EU agriculture and the OECD
The input of EU experts in agriculture allows the EU to make a valuable contribution to the OECD's work in this policy area.
What is the OECD and what does it do?
The OECD (Organization for Economic Co-operation and Development) is composed of 33 countries sharing the principles of market economy, pluralist democracy and respect for human rights.
The OECD provides a forum in which governments can work together to share expertise and seek solutions to common economic problems.
- works on understanding what drives economic, social and environmental change
- monitors and evaluates policies,
- makes market forecasts,
- sets mutually agreed international standards in a wide range of areas, from agriculture and tax to the safety of chemicals.
What is the EU involvement in the OECD?
While the EU enjoys a special status in the OECD, the competence of EU experts in the policy areas dealt with by the OECD allows the EU to make a valuable contribution to its work.

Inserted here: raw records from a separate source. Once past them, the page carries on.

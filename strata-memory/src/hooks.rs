//! File hooks over the shared [`MemStore`].

use crate::store::MemStore;
use bytes::Bytes;
use std::io::{Cursor, Read, Write};
use std::sync::Arc;
use std::time::SystemTime;
use strata_core::file::FileHooks;
use strata_core::{FileName, FileType, Result, VfsError};

pub(crate) struct MemoryHooks {
    store: Arc<MemStore>,
    path: String,
}

impl MemoryHooks {
    pub(crate) fn new(store: Arc<MemStore>, name: &FileName) -> MemoryHooks {
        MemoryHooks {
            store,
            path: name.path().to_string(),
        }
    }
}

impl FileHooks for MemoryHooks {
    fn file_type(&self) -> Result<Option<FileType>> {
        Ok(self.store.file_type(&self.path))
    }

    fn list_children(&self) -> Result<Vec<String>> {
        Ok(self.store.children(&self.path))
    }

    fn open_input(&self) -> Result<Box<dyn Read + Send>> {
        let data = self.store.read(&self.path)?;
        Ok(Box::new(Cursor::new(data)))
    }

    fn open_output(&self, append: bool) -> Result<Box<dyn Write + Send>> {
        Ok(Box::new(MemWriter {
            store: self.store.clone(),
            path: self.path.clone(),
            append,
            buffer: Vec::new(),
            committed: 0,
            truncated: false,
        }))
    }

    fn content_size(&self) -> Result<u64> {
        Ok(self.store.read(&self.path)?.len() as u64)
    }

    fn delete(&self) -> Result<()> {
        self.store.delete(&self.path)
    }

    fn create_folder(&self) -> Result<()> {
        self.store.create_folder(&self.path)
    }

    fn rename_to(&self, new_name: &FileName) -> Result<()> {
        self.store.rename(&self.path, new_name.path())
    }

    fn last_modified(&self) -> Result<SystemTime> {
        self.store
            .last_modified(&self.path)
            .ok_or_else(|| VfsError::Io {
                source: std::io::Error::new(std::io::ErrorKind::NotFound, "no such file"),
            })
    }

    fn set_last_modified(&self, time: SystemTime) -> Result<()> {
        if self.store.set_last_modified(&self.path, time) {
            Ok(())
        } else {
            Err(VfsError::Io {
                source: std::io::Error::new(std::io::ErrorKind::NotFound, "no such file"),
            })
        }
    }

    fn attribute(&self, attr_name: &str) -> Result<Option<String>> {
        Ok(self.store.attribute(&self.path, attr_name))
    }

    fn set_attribute(&self, attr_name: &str, value: String) -> Result<()> {
        if self.store.set_attribute(&self.path, attr_name, value) {
            Ok(())
        } else {
            Err(VfsError::Io {
                source: std::io::Error::new(std::io::ErrorKind::NotFound, "no such file"),
            })
        }
    }
}

/// Buffers written bytes and commits them to the store on flush.
///
/// The first flush writes the whole buffer (truncating unless appending);
/// later flushes append only what arrived since, so repeated flushing never
/// duplicates data.
struct MemWriter {
    store: Arc<MemStore>,
    path: String,
    append: bool,
    buffer: Vec<u8>,
    committed: usize,
    truncated: bool,
}

impl Write for MemWriter {
    fn write(&mut self, buf: &[u8]) -> std::io::Result<usize> {
        self.buffer.extend_from_slice(buf);
        Ok(buf.len())
    }

    fn flush(&mut self) -> std::io::Result<()> {
        let result = if !self.truncated {
            self.truncated = true;
            self.store.write(&self.path, &self.buffer, self.append)
        } else if self.committed < self.buffer.len() {
            self.store
                .write(&self.path, &self.buffer[self.committed..], true)
        } else {
            Ok(())
        };
        match result {
            Ok(()) => {
                self.committed = self.buffer.len();
                Ok(())
            }
            Err(error) => Err(std::io::Error::new(std::io::ErrorKind::Other, error)),
        }
    }
}

#[cfg(test)]
mod tests {
    use super::*;

    #[test]
    fn test_writer_flush_is_idempotent() {
        let store = Arc::new(MemStore::new(usize::MAX));
        let name = FileName::parse_uri("mem:///f").unwrap();
        let hooks = MemoryHooks::new(store.clone(), &name);

        let mut writer = hooks.open_output(false).unwrap();
        writer.write_all(b"abc").unwrap();
        writer.flush().unwrap();
        writer.flush().unwrap();
        writer.write_all(b"def").unwrap();
        writer.flush().unwrap();
        assert_eq!(store.read("/f").unwrap(), Bytes::from_static(b"abcdef"));
    }

    #[test]
    fn test_writer_append_mode() {
        let store = Arc::new(MemStore::new(usize::MAX));
        store.write("/f", b"abc", false).unwrap();
        let name = FileName::parse_uri("mem:///f").unwrap();
        let hooks = MemoryHooks::new(store.clone(), &name);

        let mut writer = hooks.open_output(true).unwrap();
        writer.write_all(b"def").unwrap();
        writer.flush().unwrap();
        writer.flush().unwrap();
        assert_eq!(store.read("/f").unwrap(), Bytes::from_static(b"abcdef"));
    }
}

EU experts attend and give oral and written submissions in all OECD working groups in the agricultural domain, which number around 30 meetings per year.

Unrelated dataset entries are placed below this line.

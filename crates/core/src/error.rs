//! Typed root causes carried inside `anyhow::Error`.
//!
//! Engine operations return `anyhow::Result`; callers that need to tell a bad
//! request from an infrastructure failure downcast to these types.

use crate::types::{RunId, TaskId};

/// Reasons a workflow definition is rejected
#[derive(Debug, Clone, PartialEq, Eq, thiserror::Error)]
pub enum DefinitionError {
    #[error("Workflow has no steps")]
    Empty,

    #[error("Invalid slug '{0}': expected [A-Za-z_][A-Za-z0-9_-]*, at most 128 characters")]
    InvalidSlug(String),

    #[error("Step slug '{0}' is reserved")]
    ReservedSlug(String),

    #[error("Step '{0}' is defined more than once")]
    DuplicateStep(String),

    #[error("Step '{step}' lists dependency '{dependency}' more than once")]
    DuplicateDependency { step: String, dependency: String },

    #[error("Dependency '{dependency}' not found for step '{step}'")]
    UnknownDependency { step: String, dependency: String },

    #[error("Step '{step}' has invalid task count {count}: {reason}")]
    InvalidTaskCount {
        step: String,
        count: u32,
        reason: &'static str,
    },

    #[error("Step '{step}' has invalid option: {reason}")]
    InvalidOption { step: String, reason: &'static str },

    #[error("Workflow contains circular dependencies")]
    Cycle,
}

/// Engine-level failures that callers may want to match on
#[derive(Debug, thiserror::Error)]
pub enum EngineError {
    #[error(transparent)]
    Definition(#[from] DefinitionError),

    #[error("Workflow '{0}' not found")]
    WorkflowNotFound(String),

    #[error("Workflow '{0}' is already registered with a different definition")]
    WorkflowConflict(String),

    #[error("Run {0} not found")]
    RunNotFound(RunId),

    #[error("Task {0} not found")]
    TaskNotFound(TaskId),
}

What work does the OECD do on agriculture?
OECD analyses and policy recommendations aim to promote knowledge and provide guidelines for governments to make progress in a globalised economy.
EU experts are particularly active in the work on:
The OECD's Global Forum for Agriculture and outreach to emerging economies is also key in bringing major actors to discuss common challenges.
How do different international organisations work together in agriculture?
The OECD has official relations with many other international organisations (IO) and bodies, of which the EU is also member. In the agriculture domain, organisations such as the Food and Agriculture Organization (FAO) and the World Trade Organisation (WTO) are particularly relevant. Strengthened cooperation in recent years between OECD and FAO has improved the agricultural market outlook and work undertaken by then OECD and other international organisations resulted in the recent report to G20 on food price volatility and agricultural productivity.